Task to carry out >> When the word "boolean" appears in a line of the data below, list that line.

Information >>
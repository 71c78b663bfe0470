//! Argument value model shared by the schema table and the validator.
//!
//! User-supplied configuration reaches the core as an [`ArgumentMap`]: the
//! subset of CLI flags (or library kwargs) that were actually set, keyed by
//! parameter name. Values are dynamically typed ([`ArgValue`]) because each
//! quantization method accepts a different key set; the schema table pins
//! down what is legal per method.

use serde::Serialize;
use std::collections::BTreeMap;
use std::fmt;

/// A supplied argument value.
#[derive(Debug, Clone, PartialEq, Serialize)]
#[serde(untagged)]
pub enum ArgValue {
    Str(String),
    Int(i64),
    Bool(bool),
    /// A list of strings (e.g. inline calibration samples).
    List(Vec<String>),
}

impl ArgValue {
    /// The type tag of this value, used for type-constraint checks.
    #[must_use]
    pub fn type_tag(&self) -> TypeTag {
        match self {
            ArgValue::Str(_) => TypeTag::Str,
            ArgValue::Int(_) => TypeTag::Int,
            ArgValue::Bool(_) => TypeTag::Bool,
            ArgValue::List(_) => TypeTag::StrList,
        }
    }
}

impl fmt::Display for ArgValue {
    fn fmt(&self, f: &mut fmt::Formatter<'_>) -> fmt::Result {
        match self {
            ArgValue::Str(s) => write!(f, "{s}"),
            ArgValue::Int(i) => write!(f, "{i}"),
            ArgValue::Bool(b) => write!(f, "{b}"),
            ArgValue::List(items) => write!(f, "[{}]", items.join(", ")),
        }
    }
}

impl From<&str> for ArgValue {
    fn from(s: &str) -> Self {
        ArgValue::Str(s.to_string())
    }
}

impl From<String> for ArgValue {
    fn from(s: String) -> Self {
        ArgValue::Str(s)
    }
}

impl From<i64> for ArgValue {
    fn from(i: i64) -> Self {
        ArgValue::Int(i)
    }
}

impl From<bool> for ArgValue {
    fn from(b: bool) -> Self {
        ArgValue::Bool(b)
    }
}

/// Runtime type vocabulary for type constraints.
#[derive(Debug, Clone, Copy, PartialEq, Eq, Serialize)]
pub enum TypeTag {
    #[serde(rename = "string")]
    Str,
    #[serde(rename = "integer")]
    Int,
    #[serde(rename = "boolean")]
    Bool,
    #[serde(rename = "list-of-string")]
    StrList,
}

impl fmt::Display for TypeTag {
    fn fmt(&self, f: &mut fmt::Formatter<'_>) -> fmt::Result {
        let name = match self {
            TypeTag::Str => "string",
            TypeTag::Int => "integer",
            TypeTag::Bool => "boolean",
            TypeTag::StrList => "list-of-string",
        };
        write!(f, "{name}")
    }
}

/// Supplied arguments for one quantization run, with unset entries already
/// stripped. Iteration order is deterministic (lexicographic by key), which
/// fixes the order in which violations are reported.
#[derive(Debug, Clone, Default, PartialEq)]
pub struct ArgumentMap(BTreeMap<String, ArgValue>);

impl ArgumentMap {
    #[must_use]
    pub fn new() -> Self {
        Self::default()
    }

    pub fn insert(&mut self, key: impl Into<String>, value: impl Into<ArgValue>) {
        self.0.insert(key.into(), value.into());
    }

    #[must_use]
    pub fn get(&self, key: &str) -> Option<&ArgValue> {
        self.0.get(key)
    }

    #[must_use]
    pub fn contains_key(&self, key: &str) -> bool {
        self.0.contains_key(key)
    }

    pub fn iter(&self) -> impl Iterator<Item = (&String, &ArgValue)> {
        self.0.iter()
    }

    #[must_use]
    pub fn len(&self) -> usize {
        self.0.len()
    }

    #[must_use]
    pub fn is_empty(&self) -> bool {
        self.0.is_empty()
    }

    /// String accessor; `None` if the key is absent or holds another type.
    #[must_use]
    pub fn get_str(&self, key: &str) -> Option<&str> {
        match self.0.get(key) {
            Some(ArgValue::Str(s)) => Some(s.as_str()),
            _ => None,
        }
    }

    #[must_use]
    pub fn get_int(&self, key: &str) -> Option<i64> {
        match self.0.get(key) {
            Some(ArgValue::Int(i)) => Some(*i),
            _ => None,
        }
    }

    #[must_use]
    pub fn get_bool(&self, key: &str) -> Option<bool> {
        match self.0.get(key) {
            Some(ArgValue::Bool(b)) => Some(*b),
            _ => None,
        }
    }

    #[must_use]
    pub fn get_list(&self, key: &str) -> Option<&[String]> {
        match self.0.get(key) {
            Some(ArgValue::List(items)) => Some(items.as_slice()),
            _ => None,
        }
    }
}

impl<K: Into<String>, V: Into<ArgValue>> FromIterator<(K, V)> for ArgumentMap {
    fn from_iter<I: IntoIterator<Item = (K, V)>>(iter: I) -> Self {
        let mut map = Self::new();
        for (k, v) in iter {
            map.insert(k, v);
        }
        map
    }
}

Task result >>
    #[serde(rename = "boolean")]
            TypeTag::Bool => "boolean",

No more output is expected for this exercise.